Your objective »
Reproduce all entries precisely as they are written.

· · · ·

mod common;

use common::resolve;
use proptest::prelude::*;
use splitkb_core::timing::{DEBOUNCE_TIME, MAX_HOLD_TIME, OVERLAP_REMOVAL_TIME};
use splitkb_core::{Coord, Event, Keycode, LayerMask};

const FUNCTION: Coord = Coord::new(4, 6);
const ACCENT: Coord = Coord::new(4, 5);

/// Plain letter positions: no selector, no tap/hold.
const LETTERS: [Coord; 8] = [
    Coord::new(1, 1),
    Coord::new(1, 2),
    Coord::new(1, 3),
    Coord::new(2, 2),
    Coord::new(2, 8),
    Coord::new(3, 3),
    Coord::new(3, 7),
    Coord::new(1, 9),
];

/// Positions mixing letters, a reset-immune selector and a dual-role key.
const MIXED: [Coord; 4] = [
    Coord::new(1, 1),
    Coord::new(3, 5),
    Coord::new(4, 4),
    FUNCTION,
];

/// Gap within one bounce pair and the gap to the next pair.
fn bounce_pair() -> impl Strategy<Value = (u32, u32)> {
    (0..DEBOUNCE_TIME, 0u32..200_000)
}

/// Member presses of an accidental combo: delay after the first press and
/// hold time, all short of the overlap window.
fn combo_members() -> impl Strategy<Value = Vec<(u32, u32)>> {
    prop::collection::vec((1_000u32..40_000, DEBOUNCE_TIME..OVERLAP_REMOVAL_TIME), 1..4)
}

/// (position index, delay since previous event) pairs.
fn mixed_trace() -> impl Strategy<Value = Vec<(usize, u32)>> {
    prop::collection::vec((0..MIXED.len(), 0u32..300_000), 1..40)
}

fn tail(events: &[Event]) -> u32 {
    events.last().map_or(0, |e| e.at) + 2 * MAX_HOLD_TIME
}

proptest! {
    #![proptest_config(ProptestConfig::with_cases(64))]

    #[test]
    fn bounce_pairs_never_reach_the_output(pairs in prop::collection::vec(bounce_pair(), 1..6)) {
        let pos = LETTERS[0];
        let mut events = Vec::new();
        let mut at = 0;
        for (bounce, gap) in pairs {
            events.push(Event::press(pos, at));
            at += bounce;
            events.push(Event::release(pos, at));
            at += gap;
        }
        let (seen, _) = resolve(&events, tail(&events));
        prop_assert!(seen.is_empty(), "{seen:?}");
    }

    #[test]
    fn quick_combos_are_dropped(
        first_hold in 50_000u32..OVERLAP_REMOVAL_TIME,
        members in combo_members(),
    ) {
        let mut events = vec![Event::press(LETTERS[0], 0), Event::release(LETTERS[0], first_hold)];
        for (i, (delay, hold)) in members.iter().enumerate() {
            let pos = LETTERS[i + 1];
            events.push(Event::press(pos, *delay));
            events.push(Event::release(pos, delay + hold));
        }
        events.sort_by_key(|e| e.at);

        let (seen, resolver) = resolve(&events, tail(&events));
        prop_assert!(seen.is_empty(), "{seen:?}");
        prop_assert!(resolver.state().is_idle());
    }

    #[test]
    fn short_dual_role_press_taps_once(
        pos in prop::sample::select(vec![FUNCTION, ACCENT]),
        held in DEBOUNCE_TIME..MAX_HOLD_TIME,
    ) {
        let events = [Event::press(pos, 0), Event::release(pos, held)];
        let (seen, resolver) = resolve(&events, tail(&events));

        let expected = if pos == FUNCTION { Keycode::Enter } else { Keycode::Space };
        prop_assert_eq!(seen.len(), 2);
        prop_assert!(seen[0].pressed && !seen[1].pressed);
        prop_assert!(seen.iter().all(|t| t.pos == pos && t.resolved.key == Some(expected)));
        prop_assert_eq!(resolver.state().active_mask(), LayerMask::EMPTY);
    }

    #[test]
    fn long_dual_role_press_only_selects_a_layer(held in MAX_HOLD_TIME..2 * MAX_HOLD_TIME) {
        let events = [Event::press(FUNCTION, 0), Event::release(FUNCTION, held)];

        // Just before the release the layer bit is active.
        let (seen, resolver) = resolve(&events[..1], held - 1);
        prop_assert!(seen.is_empty());
        prop_assert!(resolver.state().active_mask().contains(LayerMask::FUNCTION));

        let (seen, resolver) = resolve(&events, tail(&events));
        prop_assert!(seen.is_empty());
        prop_assert_eq!(resolver.state().active_mask(), LayerMask::EMPTY);
    }

    #[test]
    fn presses_and_releases_alternate(trace in mixed_trace()) {
        let mut held = [false; MIXED.len()];
        let mut events = Vec::new();
        let mut at = 0;
        for (index, delay) in trace {
            at += delay;
            held[index] = !held[index];
            events.push(Event { pos: MIXED[index], pressed: held[index], at });
        }

        let (seen, _) = resolve(&events, tail(&events));
        for pos in MIXED {
            let mut down = false;
            for t in seen.iter().filter(|t| t.pos == pos) {
                prop_assert_ne!(t.pressed, down, "{:?} repeated a {} at {}", pos, t.pressed, t.at);
                down = t.pressed;
            }
        }
    }
}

· · · ·

Task solution »
mod common;

use common::resolve;
use proptest::prelude::*;
use splitkb_core::timing::{DEBOUNCE_TIME, MAX_HOLD_TIME, OVERLAP_REMOVAL_TIME};
use splitkb_core::{Coord, Event, Keycode, LayerMask};

const FUNCTION: Coord = Coord::new(4, 6);
const ACCENT: Coord = Coord::new(4, 5);

/// Plain letter positions: no selector, no tap/hold.
const LETTERS: [Coord; 8] = [
    Coord::new(1, 1),
    Coord::new(1, 2),
    Coord::new(1, 3),
    Coord::new(2, 2),
    Coord::new(2, 8),
    Coord::new(3, 3),
    Coord::new(3, 7),
    Coord::new(1, 9),
];

/// Positions mixing letters, a reset-immune selector and a dual-role key.
const MIXED: [Coord; 4] = [
    Coord::new(1, 1),
    Coord::new(3, 5),
    Coord::new(4, 4),
    FUNCTION,
];

/// Gap within one bounce pair and the gap to the next pair.
fn bounce_pair() -> impl Strategy<Value = (u32, u32)> {
    (0..DEBOUNCE_TIME, 0u32..200_000)
}

/// Member presses of an accidental combo: delay after the first press and
/// hold time, all short of the overlap window.
fn combo_members() -> impl Strategy<Value = Vec<(u32, u32)>> {
    prop::collection::vec((1_000u32..40_000, DEBOUNCE_TIME..OVERLAP_REMOVAL_TIME), 1..4)
}

/// (position index, delay since previous event) pairs.
fn mixed_trace() -> impl Strategy<Value = Vec<(usize, u32)>> {
    prop::collection::vec((0..MIXED.len(), 0u32..300_000), 1..40)
}

fn tail(events: &[Event]) -> u32 {
    events.last().map_or(0, |e| e.at) + 2 * MAX_HOLD_TIME
}

proptest! {
    #![proptest_config(ProptestConfig::with_cases(64))]

    #[test]
    fn bounce_pairs_never_reach_the_output(pairs in prop::collection::vec(bounce_pair(), 1..6)) {
        let pos = LETTERS[0];
        let mut events = Vec::new();
        let mut at = 0;
        for (bounce, gap) in pairs {
            events.push(Event::press(pos, at));
            at += bounce;
            events.push(Event::release(pos, at));
            at += gap;
        }
        let (seen, _) = resolve(&events, tail(&events));
        prop_assert!(seen.is_empty(), "{seen:?}");
    }

    #[test]
    fn quick_combos_are_dropped(
        first_hold in 50_000u32..OVERLAP_REMOVAL_TIME,
        members in combo_members(),
    ) {
        let mut events = vec![Event::press(LETTERS[0], 0), Event::release(LETTERS[0], first_hold)];
        for (i, (delay, hold)) in members.iter().enumerate() {
            let pos = LETTERS[i + 1];
            events.push(Event::press(pos, *delay));
            events.push(Event::release(pos, delay + hold));
        }
        events.sort_by_key(|e| e.at);

        let (seen, resolver) = resolve(&events, tail(&events));
        prop_assert!(seen.is_empty(), "{seen:?}");
        prop_assert!(resolver.state().is_idle());
    }

    #[test]
    fn short_dual_role_press_taps_once(
        pos in prop::sample::select(vec![FUNCTION, ACCENT]),
        held in DEBOUNCE_TIME..MAX_HOLD_TIME,
    ) {
        let events = [Event::press(pos, 0), Event::release(pos, held)];
        let (seen, resolver) = resolve(&events, tail(&events));

        let expected = if pos == FUNCTION { Keycode::Enter } else { Keycode::Space };
        prop_assert_eq!(seen.len(), 2);
        prop_assert!(seen[0].pressed && !seen[1].pressed);
        prop_assert!(seen.iter().all(|t| t.pos == pos && t.resolved.key == Some(expected)));
        prop_assert_eq!(resolver.state().active_mask(), LayerMask::EMPTY);
    }

    #[test]
    fn long_dual_role_press_only_selects_a_layer(held in MAX_HOLD_TIME..2 * MAX_HOLD_TIME) {
        let events = [Event::press(FUNCTION, 0), Event::release(FUNCTION, held)];

        // Just before the release the layer bit is active.
        let (seen, resolver) = resolve(&events[..1], held - 1);
        prop_assert!(seen.is_empty());
        prop_assert!(resolver.state().active_mask().contains(LayerMask::FUNCTION));

        let (seen, resolver) = resolve(&events, tail(&events));
        prop_assert!(seen.is_empty());
        prop_assert_eq!(resolver.state().active_mask(), LayerMask::EMPTY);
    }

    #[test]
    fn presses_and_releases_alternate(trace in mixed_trace()) {
        let mut held = [false; MIXED.len()];
        let mut events = Vec::new();
        let mut at = 0;
        for (index, delay) in trace {
            at += delay;
            held[index] = !held[index];
            events.push(Event { pos: MIXED[index], pressed: held[index], at });
        }

        let (seen, _) = resolve(&events, tail(&events));
        for pos in MIXED {
            let mut down = false;
            for t in seen.iter().filter(|t| t.pos == pos) {
                prop_assert_ne!(t.pressed, down, "{:?} repeated a {} at {}", pos, t.pressed, t.at);
                down = t.pressed;
            }
        }
    }
}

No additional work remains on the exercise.